My two weeks with the Ionian Dolphins project feel like a dream. Everything about the beautiful town of Galaxidi is calming and inviting. I was surprised how quickly I felt at home here even though everything about Greece is so completely foreign to me. It is truly an ideal destination that is untainted by mass tourism and the aesthetic defects of modern architecture. Once I thought that I had taken in all the beauty of the town, I was wisked away by Philippa, Silvia, and Stefano to the open sea surrounded by hazy mountains that once belonged to Greek gods and goddesses of legend. It makes sense that this divine place could be home to the most unreal creatures I have ever encountered. I am so lucky to have been able to see dolphins swimming, jumping, playing in the wild all while doing research that is meant to ensure this same freedom for their future. Every time that we saw dolphins I was enchanted and I hope that same feeling stays alive in other volunteers and observers of these amazing creatures. We must all do our part in ensuring that no generation will be deprived of the joy that a dolphin sighting brings. I want to thank Giovanni, Silvia, Philippa, and Stefano for an unforgettable and moving experience. You have taught me about the importance and urgency of marine issues not only in Europe, but across the globe. I will forever reevaluate my actions and their effects on all of earths ecosystems in hopes of minimizing my personal impact. I read the following quote years ago and feel like it encapsulates the theme of my experience:

"All know that the drop merges with the ocean but few know that the ocean merges with the drop"

Christina, USA


This is a journal entry that I wrote my third day in Galaxidi... This trip has already been so clarifying and encouraging. When I told the head scientist, Giovanni, that I was a communications major because I was horrible at science but still wanted to help animals as my life work, he said “oh thank God, we need more communicators on our side, less scientists”. Hearing that from such a knowledgeable, experienced source was unbelievably encouraging, and for the first time made me feel confident that I am taking the path I need to be taking in order to fulfill my dreams. It is so inspiring to be surrounded by such intelligent, kind, experienced, knowledgeable, dedicated people as Silvia and Giovanni.

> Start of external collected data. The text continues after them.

//! DATA payload framing.

/// Prepares a serialized message for transmission after `354`.
///
/// Lines are normalized to CRLF, every line starting with `.` gets an
/// extra leading dot, and the end-of-data marker is appended, so the
/// payload always ends in `\r\n.\r\n`.
#[must_use]
pub fn frame(message: &[u8]) -> Vec<u8> {
    let mut out = Vec::with_capacity(message.len() + message.len() / 64 + 5);

    let body = message.strip_suffix(b"\n").unwrap_or(message);
    let body = body.strip_suffix(b"\r").unwrap_or(body);

    if !message.is_empty() {
        for line in body.split(|&b| b == b'\n') {
            let line = line.strip_suffix(b"\r").unwrap_or(line);
            if line.first() == Some(&b'.') {
                out.push(b'.');
            }
            out.extend_from_slice(line);
            out.extend_from_slice(b"\r\n");
        }
    }

    out.extend_from_slice(b".\r\n");
    out
}

#[cfg(test)]
#[allow(clippy::unwrap_used, clippy::redundant_clone, clippy::manual_string_new, clippy::needless_collect, clippy::unreadable_literal, clippy::used_underscore_items, clippy::similar_names)]
mod tests {
    use super::*;
    use proptest::prelude::*;

    #[test]
    fn lone_dot_is_doubled() {
        assert_eq!(frame(b"a\r\n.\r\nb\r\n"), b"a\r\n..\r\nb\r\n.\r\n");
    }

    #[test]
    fn leading_dot_is_doubled() {
        assert_eq!(frame(b".hidden\r\n"), b"..hidden\r\n.\r\n");
    }

    #[test]
    fn inner_dots_untouched() {
        assert_eq!(frame(b"a.b.\r\n"), b"a.b.\r\n.\r\n");
    }

    #[test]
    fn missing_final_newline_is_added() {
        assert_eq!(frame(b"hi"), b"hi\r\n.\r\n");
    }

    #[test]
    fn bare_newlines_become_crlf() {
        assert_eq!(frame(b"one\ntwo\n"), b"one\r\ntwo\r\n.\r\n");
    }

    #[test]
    fn empty_message() {
        assert_eq!(frame(b""), b".\r\n");
    }

    #[test]
    fn blank_line_preserved() {
        assert_eq!(frame(b"h: v\r\n\r\nbody\r\n"), b"h: v\r\n\r\nbody\r\n.\r\n");
    }

    proptest! {
        #[test]
        fn terminator_only_at_end(lines in proptest::collection::vec("[ -~]{0,20}", 0..20)) {
            let message = lines.join("\r\n");
            let framed = frame(message.as_bytes());
            let framed_text = String::from_utf8(framed).unwrap();

            prop_assert!(framed_text.ends_with(".\r\n"));
            let body = &framed_text[..framed_text.len() - 3];
            // No line inside the body is a lone dot.
            prop_assert!(body.split("\r\n").all(|l| l != "."));
        }

        #[test]
        fn unstuffing_recovers_lines(lines in proptest::collection::vec("[.a-z]{0,8}", 1..20)) {
            let message = format!("{}\r\n", lines.join("\r\n"));
            let framed = String::from_utf8(frame(message.as_bytes())).unwrap();
            let body = framed.strip_suffix(".\r\n").unwrap();

            let recovered: Vec<&str> = body
                .strip_suffix("\r\n")
                .unwrap()
                .split("\r\n")
                .map(|l| l.strip_prefix('.').unwrap_or(l))
                .collect();
            prop_assert_eq!(recovered, lines.iter().map(String::as_str).collect::<Vec<_>>());
        }
    }
}
//! Delivery outcome handler.
//!
//! [`Mailer::send`](crate::Mailer::send) reports the result of a delivery
//! attempt through a [`DeliveryHandler`]. Exactly one of the two methods is
//! called per attempt, after the stream is closed and both timers are
//! disarmed.
//!
//! # Example
//!
//! ```ignore
//! use relaymail_smtp::{DeliveryHandler, Error, Message};
//!
//! struct Outbox {
//!     sent: usize,
//! }
//!
//! impl DeliveryHandler for Outbox {
//!     fn on_sent(&mut self, _message: &Message) {
//!         self.sent += 1;
//!     }
//! }
//! ```

use crate::error::Error;
use crate::message::Message;

/// Receives the single terminal outcome of a delivery attempt.
pub trait DeliveryHandler: Send {
    /// Called when the server accepted the message.
    fn on_sent(&mut self, message: &Message) {
        let _ = message;
    }

    /// Called when the attempt failed. Nothing is retried.
    fn on_failed(&mut self, message: &Message, error: &Error) {
        let _ = (message, error);
    }
}

/// A handler that ignores outcomes.
#[derive(Debug, Default, Clone, Copy)]
pub struct NoopHandler;

impl DeliveryHandler for NoopHandler {}

/// A handler that logs outcomes using tracing.
#[derive(Debug, Default, Clone, Copy)]
pub struct LoggingHandler;

impl DeliveryHandler for LoggingHandler {
    fn on_sent(&mut self, message: &Message) {
        tracing::info!(to = %message.to_email, subject = %message.subject, "Sent");
    }

    fn on_failed(&mut self, message: &Message, error: &Error) {
        tracing::error!(
            to = %message.to_email,
            kind = ?error.kind(),
            code = ?error.code(),
            %error,
            "Failed"
        );
    }
}
//! Server replies and their numeric codes.

use std::fmt;

/// One complete (possibly multi-line) server reply.
#[derive(Debug, Clone, PartialEq, Eq)]
pub struct Reply {
    /// Three-digit reply code shared by every line.
    pub code: ReplyCode,
    /// Text of each line, without the code and separator.
    pub lines: Vec<String>,
}

impl Reply {
    /// Creates a reply.
    #[must_use]
    #[allow(clippy::missing_const_for_fn)]
    pub fn new(code: ReplyCode, lines: Vec<String>) -> Self {
        Self { code, lines }
    }

    /// Text of the first line. For a 334 reply this is the SASL challenge.
    #[must_use]
    pub fn first_line(&self) -> &str {
        self.lines.first().map_or("", String::as_str)
    }

    /// All lines joined with `\n`, for error messages.
    #[must_use]
    pub fn message_text(&self) -> String {
        self.lines.join("\n")
    }

    /// Enhanced status code (RFC 3463) leading the first line, e.g. `5.1.1`.
    #[must_use]
    pub fn enhanced_status(&self) -> Option<&str> {
        let token = self.first_line().split_ascii_whitespace().next()?;
        let mut fields = token.split('.');
        let class = fields.next()?;
        let valid = matches!(class, "2" | "4" | "5")
            && fields.clone().count() == 2
            && fields.all(|f| (1..=3).contains(&f.len()) && f.bytes().all(|b| b.is_ascii_digit()));
        valid.then_some(token)
    }
}

/// First digit of a reply code (RFC 5321 §4.2.1).
#[derive(Debug, Clone, Copy, PartialEq, Eq)]
pub enum Class {
    /// 2xx: the command was accepted.
    Completion,
    /// 3xx: more input is expected (SASL challenge, DATA body).
    Intermediate,
    /// 4xx: refused for now.
    Transient,
    /// 5xx: refused for good.
    Permanent,
    /// Anything outside 200..=599.
    Unknown,
}

/// Three-digit SMTP reply code.
#[derive(Debug, Clone, Copy, PartialEq, Eq, PartialOrd, Ord, Hash)]
pub struct ReplyCode(u16);

impl ReplyCode {
    /// 220 service ready; also the go-ahead for STARTTLS.
    pub const SERVICE_READY: Self = Self(220);
    /// 235 authentication succeeded.
    pub const AUTH_SUCCEEDED: Self = Self(235);
    /// 250 requested action completed.
    pub const OK: Self = Self(250);
    /// 251 user not local, will forward.
    pub const FORWARD: Self = Self(251);
    /// 334 SASL continuation.
    pub const AUTH_CONTINUE: Self = Self(334);
    /// 354 start mail input.
    pub const START_DATA: Self = Self(354);
    /// 530 authentication required; relaying denied.
    pub const AUTH_REQUIRED: Self = Self(530);

    /// Wraps a numeric code.
    #[must_use]
    pub const fn new(code: u16) -> Self {
        Self(code)
    }

    /// Numeric value.
    #[must_use]
    pub const fn as_u16(self) -> u16 {
        self.0
    }

    /// Reply class from the first digit.
    #[must_use]
    pub const fn class(self) -> Class {
        match self.0 / 100 {
            2 => Class::Completion,
            3 => Class::Intermediate,
            4 => Class::Transient,
            5 => Class::Permanent,
            _ => Class::Unknown,
        }
    }

    /// 2xx.
    #[must_use]
    pub const fn is_success(self) -> bool {
        matches!(self.class(), Class::Completion)
    }

    /// 4xx.
    #[must_use]
    pub const fn is_transient(self) -> bool {
        matches!(self.class(), Class::Transient)
    }

    /// 5xx.
    #[must_use]
    pub const fn is_permanent(self) -> bool {
        matches!(self.class(), Class::Permanent)
    }
}

impl fmt::Display for ReplyCode {
    fn fmt(&self, f: &mut fmt::Formatter<'_>) -> fmt::Result {
        write!(f, "{:03}", self.0)
    }
}
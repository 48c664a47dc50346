//! # relaymail-mime
//!
//! Composition of outgoing email messages.
//!
//! ## Features
//!
//! - **Header block**: ordered RFC 5322 headers with RFC 2047 subject encoding
//! - **Parts**: text and attachment parts with 7bit, 8bit or base64 transfer encoding
//! - **Multipart**: `multipart/mixed` bodies with generated boundaries
//! - **Transcoder**: Base64 encoding, decoding and line wrapping
//!
//! ## Quick Start
//!
//! ```ignore
//! use relaymail_mime::{Message, Part};
//!
//! let message = Message::builder()
//!     .from("sender@example.com")
//!     .to("recipient@example.com")
//!     .subject("Report")
//!     .part(Part::text("Please find the report attached."))
//!     .part(Part::attachment("report.pdf", "application/pdf", pdf_bytes))
//!     .build()?;
//!
//! let wire = message.to_bytes();
//! ```
//!
//! The serializer only produces the message itself. SMTP dot-stuffing and
//! the end-of-data marker are applied by the transport.

#![warn(missing_docs)]
#![warn(clippy::all)]
#![warn(clippy::pedantic)]
#![forbid(unsafe_code)]

mod content_type;
mod error;
mod header;
mod message;

pub mod encoding;

pub use content_type::ContentType;
pub use error::{Error, Result};
pub use header::Headers;
pub use message::{Message, MessageBuilder, Part, TransferEncoding};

They are so passionate about making a difference and work so hard at what they do. I am humbled and moved by their dedication and hard work. They are also some of the most inviting and welcoming people I have ever met. If only there were more people like them. And the dolphins, oh the dolphins. I cant even explain what it’s like to be in the middle of the sea surrounded by these majestic, playful, beautiful, ethereal creatures. How could nature have created such beauty. It’s the most perfect moment- surrounded by the huge, magical mountains, in the bluest, calmest, clearest water I have ever seen, with dolphins jumping and playing. How did I get so lucky?
Side note- I would like to express my gratitude to all the people working on this project for their kindness and for opening my eyes and teaching me so much. I was interested in every word you all said, and every lesson you had to teach. I only wish I could learn more from your ever-knowing minds. Your hospitality, kindness and patience was so appreciated. What your doing here is so profoundly important to the difficult task of saving this planet and I cannot tell you how deeply I respect you. Thank you.

Claudia, USA


As a zoology major, my dream is to work with animals. Being here in Greece, riding along side multiple dolphins brought my dream to reality. There is nothing better than cruising on the boat early in the morning with the sun rising over the exquisite horizon, knowing there are unlimited possibilities to observe marine wildlife in their natural surroundings. I had such an amazing time being part of a monumental cause to ensure dolphin habitats and populations are being conserved and that we are doing all we can to not only save our animals, but save our own home as well. This project made me think about my life and I am taking so much away to apply to my own life and to pass on to others! As an educator, I know this will be nothing but beneficial to myself, my students, my friends and my family.